Viver não é fácil porque existem opções e caminhos diversos a seguir, além de bifurcações, atalhos, desvios e encruzilhadas na estrada. Não é como receita de bolo, que se segue à risca porque não há muito o que inventar; um bolo contém farinha, água, ovos e açúcar, mas não livre-arbítrio. É a liberdade de escolha que faz a massa sovar. Entretanto, a receita da vida, por mais torta (trocadilhos à parte) que esta se apresente, é bastante simples. Imagine dois pontos, "A" e "B", dispostos no espaço. A menor distância entre esses dois pontos, aprende-se no colegial, é uma reta. Agora imagine que o ponto "A" representa o momento em que a vida começa, como a partir de um riscar de fósforo num salão mergulhado em breu; na outra extremidade do salão está o ponto "B", o instante em que o fósforo, plenamente consumido pela combustão, apaga-se. Unir o ponto "A" ao ponto "B" é a receita da vida. E todos sabemos que a maneira mais prática de fazê-lo é através de uma reta.

Colocada assim a coisa toda parece muito simplória e talvez o seja, de fato. Segundo a máxima popular dos pára-choques de caminhão, "a vida é bela, a gente é que dana com ela". Tem gente que nasce para ser retilíneo, para caminhar direito, para unir os pontos "A" e "B" com uma reta. Estes, possivelmente, não "danam" com a vida. Por "danar" entenda-se perder o rumo e o chão, investir e não obter retorno, dar murro em ponta de faca, crer no inverossímil, acertar algumas vezes e errar tantas outras. Quem "dana" com a vida nasceu para ser torto, para caminhar trôpego e para unir os pontos tal qual um rabisco de criança em pré-alfabetização. O torto é gauche na vida, chega atrasado no ponto, sai de cena quando a peça já está fora de cartaz, toma os atalhos errados, perde os desvios e erra o caminho. Alguns têm sorte suficiente para chegar ao ponto "B" e, ao olhar para trás, reconhecer-se por inteiro, ainda que torto, ainda que remendado. Outros não são tão afortunados; perdem-se no torvelinho das lágrimas e nos novelos dos sorrisos, não encontram o fio da meada e passam a vida a tentar desembaraçar os nós. O torto é como a Rapunzel acastelada, de pés e mãos atadas pelos cabelos que ela mesma falha em cortar.
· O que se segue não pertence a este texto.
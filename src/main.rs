//! rdu - vCenter Reduced Downtime Upgrade CLI tool.
//!
//! Drives an upgrade through the lifecycle manager with:
//! - Lifecycle-manager plugin update
//! - Upgrade pre-checks
//! - Configure, apply and cancel steps
//! - Monitoring through the switchover
//! - End-to-end scenarios

mod config;
mod error;
mod output;
mod plugin;
mod poll;
mod rdu;
mod scenario;
#[cfg(test)]
mod testing;
mod vcenter;

use anyhow::Result;
use clap::Parser;
use colored::Colorize;
use tracing::{debug, error, info};

use config::{Action, Args, Config, StepKind};
use error::RduError;
use output::{notifications_to_string, print_notifications};
use plugin::{PLUGIN_BUDGET, PluginUpdate};
use rdu::apply_spec::ApplySpec;
use rdu::init_spec::InitSpec;
use rdu::monitor::MonitorOutcome;
use rdu::steps::Rdu;
use scenario::{ScenarioOutcome, ScenarioRunner, ScenarioSettings};
use vcenter::client::{ApplianceClient, LcmClient, appliance_base_url, lcm_base_url};

#[tokio::main(flavor = "current_thread")]
async fn main() {
    let args = Args::parse();

    let config = match Config::from_args(args) {
        Ok(config) => config,
        Err(e) => {
            eprintln!("Error: {}", e);
            std::process::exit(1);
        }
    };

    // Initialize logging
    if let Err(e) = init_tracing(&config.log_level) {
        eprintln!("Failed to initialize logging: {}", e);
        std::process::exit(1);
    }

    debug!("Starting rdu - vCenter Reduced Downtime Upgrade Tool");

    if let Err(e) = run(&config).await {
        error!("{:#}", e);
        std::process::exit(1);
    }
}

/// Initialize tracing subscriber.
fn init_tracing(log_level: &str) -> Result<()> {
    use tracing_subscriber::{EnvFilter, fmt};

    let filter = EnvFilter::try_from_default_env()
        .or_else(|_| EnvFilter::try_new(log_level))
        .map_err(|e| anyhow::anyhow!("Failed to initialize log filter: {}", e))?;

    fmt()
        .with_env_filter(filter)
        .with_target(false)
        .with_thread_ids(false)
        .with_file(false)
        .with_line_number(false)
        .init();

    Ok(())
}

/// Main application logic.
async fn run(config: &Config) -> Result<()> {
    match &config.action {
        Action::Step {
            step,
            init,
            apply,
            autocancellation,
        } => run_step(config, *step, init.as_ref(), apply, *autocancellation).await,
        Action::UpdatePlugin { plugin_repo } => {
            let appliance = connect_appliance(config).await?;
            let outcome =
                plugin::update_lifecycle_plugin(&appliance, plugin_repo, PLUGIN_BUDGET).await?;
            print_plugin_update(&outcome);
            Ok(())
        }
        Action::Scenario { kind, request } => {
            let lcm = connect_lcm(config).await?;
            let appliance = connect_appliance(config).await?;
            let settings = ScenarioSettings {
                assume_yes: config.yes,
                ..Default::default()
            };

            let outcome = ScenarioRunner::new(&lcm, &appliance, settings)
                .run(*kind, request)
                .await?;
            print_scenario_outcome(outcome);
            Ok(())
        }
    }
}

async fn connect_lcm(config: &Config) -> Result<LcmClient, RduError> {
    LcmClient::connect(
        &lcm_base_url(&config.server),
        &config.username,
        &config.password,
        config.skip_verification,
    )
    .await
}

async fn connect_appliance(config: &Config) -> Result<ApplianceClient, RduError> {
    ApplianceClient::connect(
        &appliance_base_url(&config.server),
        &config.username,
        &config.password,
        config.skip_verification,
    )
    .await
}

/// Run a single upgrade step.
async fn run_step(
    config: &Config,
    step: StepKind,
    init: Option<&InitSpec>,
    apply: &ApplySpec,
    autocancellation: bool,
) -> Result<()> {
    let lcm = connect_lcm(config).await?;
    let rdu = Rdu::new(&lcm);

    match step {
        StepKind::Configure => {
            let init = init.ok_or_else(|| {
                RduError::InvalidConfig("configure requires the upgrade target".to_string())
            })?;
            rdu.configure(init).await?;
        }
        StepKind::Precheck => {
            // Checks run against the configured spec once the upgrade is initialized.
            let init = if rdu.is_initialized().await? {
                None
            } else {
                Some(init.ok_or_else(|| {
                    RduError::InvalidConfig(
                        "the upgrade is not configured yet, pre-checks require the upgrade target"
                            .to_string(),
                    )
                })?)
            };

            let result = rdu.precheck(init).await?;
            info!(
                "Upgrade prechecks result:\n{}",
                notifications_to_string(Some(&result.notifications), 1)
            );
            print_notifications(&result.notifications);
        }
        StepKind::Apply => {
            rdu.apply(apply).await?;
        }
        StepKind::Cancel => {
            rdu.cancel().await?;
        }
        StepKind::Status => {
            rdu.status().await?;
        }
        StepKind::MonitorUpgrade => {
            let payload = apply.to_payload(chrono::Utc::now())?;
            let outcome = rdu.monitor(autocancellation, &payload).await?;
            print_monitor_outcome(outcome);
        }
    }

    Ok(())
}

fn print_monitor_outcome(outcome: MonitorOutcome) {
    let line = match outcome {
        MonitorOutcome::Upgraded => "Upgrade completed".green().bold(),
        MonitorOutcome::Canceled => "Upgrade canceled".yellow().bold(),
        MonitorOutcome::PausedBeforeSwitchover => {
            "Upgrade paused before switchover, apply again to continue"
                .cyan()
                .bold()
        }
    };
    println!();
    println!("{}", line);
}

fn print_plugin_update(outcome: &PluginUpdate) {
    println!();
    match outcome {
        PluginUpdate::Installed { version } => println!(
            "{} Lifecycle plugin updated from {}",
            "✓".green(),
            version.bold()
        ),
        PluginUpdate::NotApplicable { version } => println!(
            "{} Update {} does not include the lifecycle plugin",
            "-".yellow(),
            version
        ),
        PluginUpdate::NoUpdates => println!("{} No plugin updates available", "-".yellow()),
    }
}

fn print_scenario_outcome(outcome: ScenarioOutcome) {
    match outcome {
        ScenarioOutcome::PrecheckPassed => {
            println!();
            println!("{}", "Environment is ready for the upgrade".green().bold());
        }
        ScenarioOutcome::Finished(outcome) => print_monitor_outcome(outcome),
        ScenarioOutcome::CancelRetried => {
            println!();
            println!(
                "{}",
                "Cancellation failed and was requested again. Check the status for progress."
                    .yellow()
                    .bold()
            );
        }
        ScenarioOutcome::UpgradeReapplied => {
            println!();
            println!(
                "{}",
                "Upgrade failed and was applied again. Monitor it to follow the retry."
                    .yellow()
                    .bold()
            );
        }
    }
}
Sou amante incondicional das histórias que as pessoas têm para contar. Para mim, a vida de cada torto que conheço daria um romance. Se procede a máxima de que atraímos os nossos iguais, e não os opostos, sou irremediavelmente torta e tortos são todos os que uma vez desejaram olhar-me de perto. Faz mais sentido assim; do contrário, há muito mais tortos nos caminhos sinuosos da vida do que direitos nas retas entre o ponto "A" e o ponto "B". Talvez os chineses estivessem certos desde o princípio, quando conceberam a filosofia do Yin-yang, segundo a qual a dualidade do mundo resulta em equilíbrio. Dessa forma, haveria quantos tortos para tantos direitos e, visto de cima, o padrão de retas e curvas desenhado pelos humanos seria harmonioso e belo.

Há tortos que, contrariando a sabedoria popular, tentam se endireitar. Afinal, ter um norte legítimo para seguir é o marco zero da auto-descoberta. E, a bem da verdade, não é o sonho de ninguém passar a existência correndo atrás do próprio rabo, marcando passo e cabeceando no escuro. Porém, a faceta mais intrigante da trajetória de um torto rumo à reta é a fase em que ele percebe que perdeu. Perdeu tempo, oportunidades, apostas, amores, amigos, identidade. O torto cai em si e resolve recuperar o tempo perdido, buscar novas oportunidades, apostar mais uma vez, amar de maneira diferente, fazer amizades sólidas e reconstruir sua identidade. Essa fase é intrigante porque cada torto recupera-se das derrotas à sua maneira.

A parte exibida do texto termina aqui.